I wanted to share a solution I found for managing CPU-only dependencies with Poetry, particularly for PyTorch and sentence-transformers. This approach ensures no unnecessary GPU-related dependencies are installed, keeping the environment and Docker images lightweight.

Here's the pyproject.toml configuration that worked for me:

[tool.poetry]
name = "poetry-cpu-test"
version = "0.1.0"
description = ""
authors = ["vitormanita <name@email.com>"]
readme = "README.md"

[tool.poetry.dependencies]
python = "^3.11"
torch = [
    { url = "https://download.pytorch.org/whl/cpu/torch-2.1.1%2Bcpu-cp311-cp311-linux_x86_64.whl", markers = "sys_platform == 'linux'"},
    { url = "https://download.pytorch.org/whl/cpu/torch-2.1.1-cp311-none-macosx_11_0_arm64.whl", markers = "sys_platform == 'darwin' and platform_machine == 'arm64'"}
]
numpy = "^1.26.3"
sentence-transformers = "^2.2.2"

[build-system]
requires = ["poetry-core"]
build-backend = "poetry.core.masonry.api"

Key points:

To use this configuration:

I hope this helps others facing the same issue. Feel free to adapt the wheel URLs or system markers as required for your setup.

colindean commented 10 months ago

@vitormanita, your method works — my team did that independently of your comment literally yesterday!

But, a problem in how Poetry's requirements.txt export plugin works blocks us from exporting a requirements.txt used in building our production containers. See https://github.com/python-poetry/poetry-plugin-export/issues/183#issuecomment-1874662722 if you try this and get a "Dependency walk failed" error in Poetry 1.7.x and older.

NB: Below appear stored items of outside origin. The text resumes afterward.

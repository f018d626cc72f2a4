//! 约会编辑框组件
//!
//! 锚定在目标格子旁的单行输入框。

use ratatui::{
    style::{Color, Style},
    text::Line,
    widgets::{Block, Borders, Clear, Paragraph},
    Frame,
};
use unicode_width::UnicodeWidthChar;

use crate::model::App;
use crate::view::layout::{editor_area, CalendarLayout};

/// 渲染编辑框（如果打开）
pub fn render(app: &App, frame: &mut Frame, layout: &CalendarLayout) {
    let Some(form) = app.calendar.editor().form() else {
        return;
    };
    let Some(index) = app.month.index_of(form.date) else {
        return;
    };
    let Some(area) = editor_area(layout, index) else {
        return;
    };

    frame.render_widget(Clear, area);

    let block = Block::default()
        .title(format!(" {} ", form.date.format("%a %b %-d, %Y")))
        .title_bottom(Line::from(" Enter save · Esc cancel ").right_aligned())
        .borders(Borders::ALL)
        .border_style(Style::default().fg(Color::Cyan))
        .style(Style::default().bg(Color::Black));

    let inner = block.inner(area);
    frame.render_widget(block, area);

    let (visible, cursor_x) = visible_window(form.text(), form.cursor(), inner.width);
    let input = Paragraph::new(visible).style(Style::default().fg(Color::White));
    frame.render_widget(input, inner);

    frame.set_cursor_position((inner.x + cursor_x, inner.y));
}

/// 计算可见片段，保证光标落在输入框内
///
/// 返回 (可见文本, 光标相对列)
pub fn visible_window(text: &str, cursor: usize, width: u16) -> (String, u16) {
    if width == 0 {
        return (String::new(), 0);
    }
    let width = usize::from(width);

    let chars: Vec<char> = text.chars().collect();
    let cursor = cursor.min(chars.len());
    let char_width = |c: &char| c.width().unwrap_or(0);

    // 从光标往左收，直到光标前的内容加光标本身放得下
    let mut start = cursor;
    let mut before = 0;
    while start > 0 {
        let w = char_width(&chars[start - 1]);
        if before + w + 1 > width {
            break;
        }
        before += w;
        start -= 1;
    }

    let mut visible = String::new();
    let mut used = 0;
    for c in &chars[start..] {
        let w = char_width(c);
        if used + w > width {
            break;
        }
        visible.push(*c);
        used += w;
    }

    (visible, u16::try_from(before).unwrap_or(0))
}
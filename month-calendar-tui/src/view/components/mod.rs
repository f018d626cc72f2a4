//! 可复用组件

pub mod editor;
pub mod help;
pub mod statusbar;
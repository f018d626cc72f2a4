//! 编辑器消息

/// 编辑器消息
#[derive(Debug, Clone, PartialEq, Eq)]
pub enum EditorMessage {
    /// 输入字符
    Input(char),
    /// 删除光标前的字符（Backspace）
    Backspace,
    /// 删除光标后的字符（Delete）
    Delete,
    /// 光标左移
    CursorLeft,
    /// 光标右移
    CursorRight,
    /// 光标移到开头
    CursorHome,
    /// 光标移到末尾
    CursorEnd,
    /// 提交
    Submit,
    /// 取消
    Cancel,
}
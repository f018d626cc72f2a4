//!
//! src/model/mod.rs
//! Model 层：应用状态定义
//!
//! Model 层是应用状态的 “唯一真相来源”。
//! 所有状态变更都通过 Update 层来触发。
//!
//!
//! 有模块结构：
//!     src/model/mod.rs
//!         mod app;            // 主应用状态
//!         mod modal;          // 弹窗状态（帮助）
//!
//!
//! ═══════════════════════════════════════════════════════════════════════════
//! 一、主应用状态（App）
//! ═══════════════════════════════════════════════════════════════════════════
//!
//!         pub struct App {
//!             pub should_quit: bool,              // 退出标志
//!             pub calendar: Widget,               // 月历组件（当前月份、编辑器、约会仓库）
//!             pub month: MonthView,               // 最近一次渲染出的 42 个格子
//!             pub selected: usize,                // 键盘选中的格子下标（0..42）
//!             pub status_message: Option<String>, // 状态栏消息
//!             pub modal: ModalState,              // 弹窗状态
//!             pub viewport: Rect,                 // 最近一次绘制的终端区域，用于鼠标命中测试
//!         }
//!
//!     `month` 不是每帧重算的：Update 层每次修改 `calendar` 后调用 `App::refresh()`，
//!     整体重建 42 个格子，View 层只读取它。
//!
//!
//! ═══════════════════════════════════════════════════════════════════════════
//! 二、选中格子（selected）
//! ═══════════════════════════════════════════════════════════════════════════
//!
//!     方向键按天 / 按周移动，限制在 42 个格子内。
//!     切换月份后，选中今天（若在本月）或本月 1 日。
//!
//!
//! ═══════════════════════════════════════════════════════════════════════════
//! 三、编辑器
//! ═══════════════════════════════════════════════════════════════════════════
//!
//!     编辑器状态由 core 的 `EditorState` 持有，位于 `app.calendar.editor()`。
//!     打开时，键盘输入全部交给编辑器；View 层把它画在目标格子旁。
//!

mod app;
mod modal;

pub use app::App;
pub use modal::{Modal, ModalState};
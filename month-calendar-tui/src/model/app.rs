//! 应用主状态结构

use chrono::NaiveDate;
use month_calendar_core::{
    AppointmentStore, CalendarError, CalendarResult, CalendarWidget, Clock, MonthView,
    CELLS_PER_VIEW,
};
use ratatui::layout::Rect;

use super::ModalState;

/// TUI 使用的组件类型（仓库与时钟都在启动时注入）
pub type Widget = CalendarWidget<Box<dyn AppointmentStore>, Box<dyn Clock>>;

/// 应用主状态
pub struct App {
    /// 是否应该退出
    pub should_quit: bool,

    /// 月历组件
    pub calendar: Widget,

    /// 当前月视图
    pub month: MonthView,

    /// 选中的格子下标
    pub selected: usize,

    /// 状态栏消息
    pub status_message: Option<String>,

    /// 弹窗状态
    pub modal: ModalState,

    /// 最近一次绘制的终端区域
    pub viewport: Rect,
}

impl App {
    /// 创建新的应用实例
    pub fn new(calendar: Widget) -> CalendarResult<Self> {
        let month = calendar.view()?;
        let mut app = Self {
            should_quit: false,
            calendar,
            month,
            selected: 0,
            status_message: None,
            modal: ModalState::new(),
            viewport: Rect::default(),
        };
        app.select_default();
        Ok(app)
    }

    /// 选中格子对应的日期
    pub fn selected_date(&self) -> Option<NaiveDate> {
        self.month.cells.get(self.selected).map(|cell| cell.date)
    }

    /// 选中某个格子（越界时夹到边缘）
    pub fn select(&mut self, index: usize) {
        self.selected = index.min(CELLS_PER_VIEW - 1);
    }

    /// 按偏移移动选中格子
    pub fn move_selection(&mut self, delta: isize) {
        self.select(self.selected.saturating_add_signed(delta));
    }

    /// 选中今天（若在本月）或本月 1 日
    pub fn select_default(&mut self) {
        let today = self.calendar.today();
        let active = self.calendar.active_month();
        let target = if active.contains(today) {
            today
        } else {
            active.first_day()
        };
        if let Some(index) = self.month.index_of(target) {
            self.selected = index;
        }
    }

    /// 重新渲染月视图
    pub fn refresh(&mut self) {
        match self.calendar.view() {
            Ok(view) => {
                let changed = self.month.diff(&view);
                log::debug!("Rendered {}: {} cell(s) changed", view.label, changed.len());
                self.month = view;
            }
            Err(e) => self.report_error(&e),
        }
    }

    /// 记录错误并显示在状态栏
    pub fn report_error(&mut self, error: &CalendarError) {
        if error.is_expected() {
            log::warn!("{error}");
        } else {
            log::error!("{error}");
        }
        self.set_status(format!("Error: {error}"));
    }

    /// 设置状态消息
    pub fn set_status(&mut self, message: impl Into<String>) {
        self.status_message = Some(message.into());
    }

    /// 清除状态消息
    pub fn clear_status(&mut self) {
        self.status_message = None;
    }
}
//! 约会仓库装配

use month_calendar_core::{
    AppointmentStore, CalendarResult, InMemoryAppointmentStore, JsonFileAppointmentStore,
};

use super::StoreLocation;

/// 按存储位置打开约会仓库
pub fn open_store(location: &StoreLocation) -> CalendarResult<Box<dyn AppointmentStore>> {
    match location {
        StoreLocation::File(path) => {
            let store = JsonFileAppointmentStore::open(path)?;
            log::info!(
                "Opened appointment file {} ({} entries)",
                store.path().display(),
                store.len()
            );
            Ok(Box::new(store))
        }
        StoreLocation::Memory => {
            log::info!("Using in-memory appointment store");
            Ok(Box::new(InMemoryAppointmentStore::new()))
        }
    }
}

#[cfg(test)]
mod tests {
    use super::*;
    use month_calendar_core::DateId;

    #[test]
    fn memory_location_opens_empty_store() {
        let store = open_store(&StoreLocation::Memory).unwrap();
        assert!(store.get(&DateId::from_millis(0)).unwrap().is_none());
    }

    #[test]
    fn file_location_writes_through() {
        let dir = tempfile::tempdir().unwrap();
        let path = dir.path().join("appointments.json");
        let mut store = open_store(&StoreLocation::File(path.clone())).unwrap();
        store.set(&DateId::from_millis(0), "x").unwrap();
        assert!(path.exists());
    }
}
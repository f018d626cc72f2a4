//! 业务逻辑服务层

pub mod editor;
pub mod grid;
mod widget;

pub use editor::{EditorForm, EditorState, EmptySubmit, SubmitOutcome, MAX_APPOINTMENT_LEN};
pub use grid::{first_visible_date, render_month, render_month_in};
pub use widget::{CalendarWidget, WidgetOptions};
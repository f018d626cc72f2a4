//! 月历消息处理

use month_calendar_core::CalendarResult;

use crate::message::CalendarMessage;
use crate::model::App;
use crate::view::layout::HitTarget;

/// 处理月历消息
pub fn update(app: &mut App, msg: CalendarMessage) {
    match msg {
        CalendarMessage::PreviousMonth => {
            let result = app.calendar.go_to_previous_month();
            after_navigation(app, result);
        }
        CalendarMessage::NextMonth => {
            let result = app.calendar.go_to_next_month();
            after_navigation(app, result);
        }
        CalendarMessage::Today => {
            app.calendar.go_to_today();
            after_navigation(app, Ok(()));
        }
        CalendarMessage::MoveSelection(delta) => {
            app.move_selection(delta);
        }
        CalendarMessage::OpenEditor => open_editor(app),
        CalendarMessage::DeleteAppointment => delete_selected(app),
        CalendarMessage::Click(target) => handle_click(app, target),
    }
}

fn after_navigation(app: &mut App, result: CalendarResult<()>) {
    match result {
        Ok(()) => {
            app.refresh();
            app.select_default();
            app.clear_status();
        }
        Err(e) => app.report_error(&e),
    }
}

fn open_editor(app: &mut App) {
    let Some(date) = app.selected_date() else {
        return;
    };
    if let Err(e) = app.calendar.open_editor(date) {
        app.report_error(&e);
    }
}

fn delete_selected(app: &mut App) {
    let Some(date) = app.selected_date() else {
        return;
    };
    match app.calendar.delete_appointment(date) {
        Ok(true) => {
            app.set_status(format!("Deleted appointment for {}", date.format("%b %-d")));
            app.refresh();
        }
        Ok(false) => app.set_status("Nothing to delete"),
        Err(e) => app.report_error(&e),
    }
}

fn handle_click(app: &mut App, target: HitTarget) {
    match target {
        HitTarget::PreviousMonth => update(app, CalendarMessage::PreviousMonth),
        HitTarget::NextMonth => update(app, CalendarMessage::NextMonth),
        HitTarget::Today => update(app, CalendarMessage::Today),
        HitTarget::Cell(index) => {
            app.select(index);
            open_editor(app);
        }
        HitTarget::DeleteAppointment(index) => {
            app.select(index);
            delete_selected(app);
        }
    }
}
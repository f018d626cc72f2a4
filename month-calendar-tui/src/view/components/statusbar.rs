//! 底部状态栏组件

use ratatui::{
    layout::Rect,
    style::{Color, Style},
    text::{Line, Span},
    widgets::Paragraph,
    Frame,
};

use crate::model::App;
use crate::view::theme::Styles;

/// 渲染状态栏
pub fn render(app: &App, frame: &mut Frame, area: Rect) {
    // 根据当前状态生成快捷键提示
    let hints = get_hints(app);

    let mut spans = Vec::new();

    for (i, (key, desc)) in hints.iter().enumerate() {
        if i > 0 {
            spans.push(Span::styled(" │ ", Style::default().fg(Color::DarkGray)));
        }
        spans.push(Span::styled(*key, Styles::hint_key()));
        spans.push(Span::raw(" "));
        spans.push(Span::styled(*desc, Styles::hint_desc()));
    }

    // 如果有状态消息，显示在右侧
    if let Some(ref msg) = app.status_message {
        spans.push(Span::styled(" │ ", Style::default().fg(Color::DarkGray)));
        spans.push(Span::styled(msg.clone(), Style::default().fg(Color::Yellow)));
    }

    let paragraph = Paragraph::new(Line::from(spans)).style(Styles::statusbar());
    frame.render_widget(paragraph, area);
}

/// 根据当前状态生成快捷键提示
pub fn get_hints(app: &App) -> Vec<(&'static str, &'static str)> {
    if app.modal.is_open() {
        return vec![("Esc", "Close")];
    }

    if app.calendar.editor().is_open() {
        return vec![("Enter", "Save"), ("Esc", "Cancel"), ("←→", "Move Cursor")];
    }

    let mut hints = vec![
        ("←↑↓→", "Select"),
        ("Enter", "Edit"),
        ("p/n", "Month"),
        ("t", "Today"),
    ];

    let has_appointment = app
        .month
        .cells
        .get(app.selected)
        .is_some_and(|cell| cell.has_appointment());
    if has_appointment {
        hints.push(("d", "Delete"));
    }

    hints.push(("?", "Help"));
    hints.push(("q", "Quit"));

    hints
}
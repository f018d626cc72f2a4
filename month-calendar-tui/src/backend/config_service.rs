//! 配置服务

use std::fs;
use std::path::{Path, PathBuf};

use anyhow::{Context, Result};
use month_calendar_core::{EmptySubmit, WeekStart, WidgetOptions};
use serde::{Deserialize, Serialize};

use crate::cli::Cli;
use crate::view::theme::Theme;

use super::paths::{default_data_file, default_log_file};

/// 应用配置（对应 `config.json`，缺省字段取默认值）
#[derive(Debug, Clone, Default, PartialEq, Serialize, Deserialize)]
#[serde(default)]
pub struct AppConfig {
    pub theme: Theme,
    pub week_start: WeekStart,
    pub empty_submit: EmptySubmit,
    pub data_file: Option<PathBuf>,
}

/// 配置服务 trait
pub trait ConfigService {
    /// 加载配置
    fn load(&self) -> Result<AppConfig>;
}

/// 本地配置服务（JSON 文件）
pub struct LocalConfigService {
    path: PathBuf,
}

impl LocalConfigService {
    pub fn new(path: impl Into<PathBuf>) -> Self {
        Self { path: path.into() }
    }

    pub fn path(&self) -> &Path {
        &self.path
    }
}

impl ConfigService for LocalConfigService {
    fn load(&self) -> Result<AppConfig> {
        if !self.path.exists() {
            log::debug!("No config file at {}, using defaults", self.path.display());
            return Ok(AppConfig::default());
        }

        let content = fs::read_to_string(&self.path)
            .with_context(|| format!("failed to read config {}", self.path.display()))?;
        let config = serde_json::from_str(&content)
            .with_context(|| format!("invalid config {}", self.path.display()))?;

        Ok(config)
    }
}

/// 约会存放位置
#[derive(Debug, Clone, PartialEq, Eq)]
pub enum StoreLocation {
    File(PathBuf),
    Memory,
}

/// 合并后的运行设置
#[derive(Debug, Clone, PartialEq)]
pub struct Settings {
    pub theme: Theme,
    pub widget: WidgetOptions,
    pub store: StoreLocation,
    pub log_file: PathBuf,
}

impl Settings {
    /// 命令行 > 配置文件 > 默认值
    pub fn resolve(cli: &Cli, config: AppConfig) -> Self {
        let store = if cli.ephemeral {
            StoreLocation::Memory
        } else {
            let path = cli
                .data_file
                .clone()
                .or(config.data_file)
                .unwrap_or_else(default_data_file);
            StoreLocation::File(path)
        };

        Self {
            theme: config.theme,
            widget: WidgetOptions {
                week_start: cli.week_start.unwrap_or(config.week_start),
                empty_submit: config.empty_submit,
            },
            store,
            log_file: cli.log_file.clone().unwrap_or_else(default_log_file),
        }
    }
}

#[cfg(test)]
mod tests {
    use super::*;

    #[test]
    fn missing_config_file_yields_defaults() {
        let dir = tempfile::tempdir().unwrap();
        let service = LocalConfigService::new(dir.path().join("config.json"));
        assert_eq!(service.load().unwrap(), AppConfig::default());
    }

    #[test]
    fn partial_config_fills_in_defaults() {
        let dir = tempfile::tempdir().unwrap();
        let path = dir.path().join("config.json");
        fs::write(&path, r#"{ "week_start": "monday", "empty_submit": "close" }"#).unwrap();

        let config = LocalConfigService::new(&path).load().unwrap();
        assert_eq!(config.week_start, WeekStart::Monday);
        assert_eq!(config.empty_submit, EmptySubmit::Close);
        assert_eq!(config.theme, Theme::Dark);
        assert!(config.data_file.is_none());
    }

    #[test]
    fn invalid_config_is_an_error() {
        let dir = tempfile::tempdir().unwrap();
        let path = dir.path().join("config.json");
        fs::write(&path, r#"{ "week_start": "friday" }"#).unwrap();
        assert!(LocalConfigService::new(&path).load().is_err());
    }

    #[test]
    fn cli_overrides_config() {
        let cli = Cli {
            data_file: Some(PathBuf::from("/tmp/cli.json")),
            week_start: Some(WeekStart::Sunday),
            ..Cli::default()
        };
        let config = AppConfig {
            week_start: WeekStart::Monday,
            data_file: Some(PathBuf::from("/tmp/config.json")),
            ..AppConfig::default()
        };

        let settings = Settings::resolve(&cli, config);
        assert_eq!(settings.widget.week_start, WeekStart::Sunday);
        assert_eq!(settings.store, StoreLocation::File(PathBuf::from("/tmp/cli.json")));
    }

    #[test]
    fn config_data_file_used_without_cli_flag() {
        let config = AppConfig {
            data_file: Some(PathBuf::from("/tmp/config.json")),
            ..AppConfig::default()
        };
        let settings = Settings::resolve(&Cli::default(), config);
        assert_eq!(settings.store, StoreLocation::File(PathBuf::from("/tmp/config.json")));
    }

    #[test]
    fn ephemeral_uses_memory_store() {
        let cli = Cli {
            ephemeral: true,
            ..Cli::default()
        };
        let settings = Settings::resolve(&cli, AppConfig::default());
        assert_eq!(settings.store, StoreLocation::Memory);
    }
}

dillanp commented 8 months ago

The way I went about it was using this stackoverflow answer to add the pytorch-cpu wheel repository to poetry and install torch from there. The pyproject.toml will end up looking something like:

...
[tool.poetry.dependencies]
torch = {version = "^2.2.1+cpu", source = "pytorch"}
torchvision = {version = "^0.17.1+cpu", source = "pytorch"}
sentence-transformers = "^2.2.0"

[[tool.poetry.source]]
name = "pytorch"
url = "https://download.pytorch.org/whl/cpu"
priority = "explicit"

btw @colindean I had the exact same issue with exporting to requirements.txt with the above answer as well, but with this way I don't seem to run into that 🤷

romartin719 commented 6 months ago

@colindean , I encountered a similar issue; this is the workaround I discovered.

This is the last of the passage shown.